▶ **EXERCISE INSTRUCTIONS**
Among the entries, find the lines with the string "CancelToken" and copy them.

------ EXERCISE INPUTS ------

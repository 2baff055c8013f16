use clap::Parser;
use std::process;

use tracestats::cancel::CancelToken;
use tracestats::config::TracestatsConfig;
use tracestats::styling::{eprintln, format_error};

mod cli;
mod commands;

use cli::{Cli, Commands, ConfigCommand};
use commands::{
    ParseOptions, SearchOptions, handle_config_init, handle_config_show, handle_import,
    handle_list, handle_parse, handle_remove, handle_search, handle_summary,
};

/// Map the current thread to a single character (a-z, then A-Z).
fn thread_char() -> char {
    let thread_id = format!("{:?}", std::thread::current().id());
    thread_id
        .strip_prefix("ThreadId(")
        .and_then(|s| s.strip_suffix(")"))
        .and_then(|s| s.parse::<usize>().ok())
        .map(|n| {
            if (1..=26).contains(&n) {
                char::from(b'a' + (n - 1) as u8)
            } else if (27..=52).contains(&n) {
                char::from(b'A' + (n - 27) as u8)
            } else {
                '?'
            }
        })
        .unwrap_or('?')
}

fn init_logging(verbose: bool) {
    env_logger::Builder::from_env(
        env_logger::Env::default().default_filter_or(if verbose { "debug" } else { "warn" }),
    )
    .format(|buf, record| {
        use anstyle::{AnsiColor, Color, Style};
        use std::io::Write;

        let msg = record.args().to_string();
        let thread = thread_char();
        let dim = Style::new().dimmed();

        // Commands start with $, make only the command bold (not $ or [context])
        if let Some(rest) = msg.strip_prefix("$ ") {
            let bold = Style::new().bold();
            if let Some(bracket_pos) = rest.find(" [") {
                let command = &rest[..bracket_pos];
                let context = &rest[bracket_pos..];
                writeln!(buf, "{dim}[{thread}]{dim:#} $ {bold}{command}{bold:#}{context}")
            } else {
                writeln!(buf, "{dim}[{thread}]{dim:#} $ {bold}{rest}{bold:#}")
            }
        } else if msg.starts_with("[ts-trace]") {
            writeln!(buf, "{dim}[{thread}] {msg}{dim:#}")
        } else if record.level() <= log::Level::Warn {
            let red = Style::new().fg_color(Some(Color::Ansi(AnsiColor::Red)));
            writeln!(buf, "{dim}[{thread}]{dim:#} {red}{msg}{red:#}")
        } else {
            writeln!(buf, "{dim}[{thread}]{dim:#} {msg}")
        }
    })
    .init();
}

fn run(cli: Cli) -> anyhow::Result<bool> {
    // Init must work even when the existing file doesn't load
    if let Commands::Config {
        action: ConfigCommand::Init { force },
    } = cli.command
    {
        handle_config_init(force)?;
        return Ok(true);
    }
    let config = TracestatsConfig::load()?;

    match cli.command {
        Commands::Parse {
            traces,
            threads,
            output,
            name,
            link,
            skip_apis,
            apitrace,
            api,
            shader_dump,
            timeout,
            chunk_calls,
        } => {
            let cancel = CancelToken::new();
            cancel.cancel_on_signals()?;
            let options = ParseOptions {
                traces,
                threads,
                output,
                name,
                link,
                skip_apis,
                apitrace,
                api,
                shader_dump,
                timeout,
                chunk_calls,
            };
            handle_parse(options, config, cancel)
        }
        Commands::Import { files, store } => handle_import(&files, store.store, &config),
        Commands::Search {
            query,
            store,
            api,
            stat_type,
            scope,
            limit,
            format,
        } => {
            let options = SearchOptions {
                query,
                api,
                stat_type,
                scope,
                limit,
                format,
            };
            handle_search(options, store.store, &config).map(|()| true)
        }
        Commands::List {
            store,
            sort,
            format,
        } => handle_list(store.store, sort, format, &config).map(|()| true),
        Commands::Summary { store } => handle_summary(store.store, &config).map(|()| true),
        Commands::Remove {
            application,
            api,
            store,
        } => handle_remove(application, api, store.store, &config).map(|()| true),
        Commands::Config { action } => match action {
            ConfigCommand::Init { .. } => Ok(true),
            ConfigCommand::Show => handle_config_show(&config).map(|()| true),
        },
    }
}

fn main() {
    let cli = Cli::parse();
    init_logging(cli.verbose);

    match run(cli) {
        Ok(true) => {}
        Ok(false) => process::exit(1),
        Err(e) => {
            eprintln!("{}", format_error(&format!("{e:#}")));
            process::exit(1);
        }
    }
}
use std::path::{Path, PathBuf};

use anyhow::Context;
use tracestats::cancel::CancelToken;
use tracestats::config::TracestatsConfig;
use tracestats::dispatch::{Dispatcher, TraceJob, TraceOutcome};
use tracestats::dump::{ApitraceSource, DumpTool, extract_blobs};
use tracestats::record;
use tracestats::stats::AggregatedResult;
use tracestats::styling::{
    BOLD, INFO_EMOJI, eprintln, format_error, format_success, format_warning, println,
};
use tracestats::trace::ApiVariant;
use tracestats::{TraceStatsError, ToolFailure};

/// Command-line inputs of `tracestats parse`, layered over the config.
#[derive(Debug, Default)]
pub struct ParseOptions {
    pub traces: Vec<PathBuf>,
    pub threads: Option<usize>,
    pub output: Option<PathBuf>,
    pub name: Option<String>,
    pub link: Option<String>,
    pub skip_apis: Vec<ApiVariant>,
    pub apitrace: Option<PathBuf>,
    pub api: Option<ApiVariant>,
    pub shader_dump: Option<PathBuf>,
    pub timeout: Option<u64>,
    pub chunk_calls: Option<u64>,
}

impl ParseOptions {
    fn apply_to(&self, config: &mut TracestatsConfig) {
        if let Some(threads) = self.threads {
            config.threads = Some(threads);
        }
        if let Some(output) = &self.output {
            config.output = output.clone();
        }
        if let Some(apitrace) = &self.apitrace {
            config.apitrace = Some(apitrace.clone());
        }
        if let Some(timeout) = self.timeout {
            config.timeout_secs = Some(timeout);
        }
        if let Some(chunk_calls) = self.chunk_calls {
            config.chunk_calls = chunk_calls;
        }
        for api in &self.skip_apis {
            if !config.skip_apis.contains(api) {
                config.skip_apis.push(api.clone());
            }
        }
    }

    fn job(&self, trace: &Path) -> TraceJob {
        let mut job = TraceJob::for_trace(trace).with_api(self.api.clone());
        job.display_name = self.name.clone();
        job.link = self.link.clone();
        job
    }
}

/// Parse every trace and write one document.
///
/// Returns `Ok(false)` when at least one trace failed; each failure has
/// already been reported by then.
pub fn handle_parse(
    options: ParseOptions,
    mut config: TracestatsConfig,
    cancel: CancelToken,
) -> anyhow::Result<bool> {
    options.apply_to(&mut config);
    if config.threads == Some(0) {
        return Err(TraceStatsError::InvalidArguments {
            message: "--threads must be at least 1".into(),
        }
        .into());
    }
    if config.chunk_calls == 0 {
        return Err(TraceStatsError::InvalidArguments {
            message: "--chunk-calls must be at least 1".into(),
        }
        .into());
    }

    let timeout = config.timeout();
    let tool = DumpTool::locate(config.apitrace.as_deref())?;
    let version = tool.check_version(timeout)?;
    log::info!(
        "Using apitrace {version} at {}",
        tool.executable().display()
    );

    let dispatch_options = config.dispatch_options();
    log::debug!(
        "{} workers, {} calls per window",
        dispatch_options.threads,
        dispatch_options.chunk_calls
    );
    let dispatcher = Dispatcher::new(dispatch_options, cancel.clone())?;

    let mut results: Vec<AggregatedResult> = Vec::new();
    let mut failures = 0usize;

    for trace in &options.traces {
        if cancel.is_cancelled() {
            eprintln!("{}", format_error("Interrupted; remaining traces not parsed"));
            failures += 1;
            break;
        }
        if !trace.is_file() {
            let err = TraceStatsError::TraceNotFound {
                path: trace.clone(),
            };
            eprintln!("{}", format_error(&err.to_string()));
            failures += 1;
            continue;
        }

        let source = ApitraceSource::new(tool.clone(), trace, timeout);
        match dispatcher.process(&options.job(trace), &source) {
            Ok(TraceOutcome::Parsed(result)) => {
                println!(
                    "{}",
                    format_success(&format!(
                        "Parsed {BOLD}{}{BOLD:#}: {} calls",
                        result.identity.key(),
                        result.total_calls()
                    ))
                );
                if let Some(dir) = &options.shader_dump
                    && let Err(e) = dump_shaders(&tool, trace, dir, timeout, &cancel)
                {
                    eprintln!("{}", format_error(&e.to_string()));
                    failures += 1;
                }
                results.push(result);
            }
            Ok(TraceOutcome::Skipped { api }) => {
                println!(
                    "{}",
                    format_warning(&format!("Skipped {}: {api} traces are excluded", trace.display()))
                );
            }
            Err(e) => {
                eprintln!("{}", format_error(&e.to_string()));
                failures += 1;
            }
        }
    }

    if results.is_empty() {
        println!("{INFO_EMOJI} No statistics to write");
    } else {
        record::write_document(&config.output, &results)
            .with_context(|| format!("Failed to write {}", config.output.display()))?;
        println!(
            "{}",
            format_success(&format!(
                "Wrote {} trace{} to {BOLD}{}{BOLD:#}",
                results.len(),
                if results.len() == 1 { "" } else { "s" },
                config.output.display()
            ))
        );
    }

    Ok(failures == 0)
}

fn dump_shaders(
    tool: &DumpTool,
    trace: &Path,
    dir: &Path,
    timeout: Option<std::time::Duration>,
    cancel: &CancelToken,
) -> tracestats::Result<()> {
    if dir.exists() && !dir.is_dir() {
        return Err(TraceStatsError::ToolInvocation {
            target: trace.to_path_buf(),
            command: "apitrace dump --blobs".into(),
            failure: ToolFailure::Io {
                message: format!("{} is not a directory", dir.display()),
            },
        });
    }
    let extracted = extract_blobs(tool, trace, dir, timeout, cancel)?;
    println!(
        "{INFO_EMOJI} Extracted {extracted} blob{} to {}",
        if extracted == 1 { "" } else { "s" },
        dir.display()
    );
    Ok(())
}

------

▶ **RESULT FOR THIS EXERCISE**
use tracestats::cancel::CancelToken;
            let cancel = CancelToken::new();
use tracestats::cancel::CancelToken;
    cancel: CancelToken,
    cancel: &CancelToken,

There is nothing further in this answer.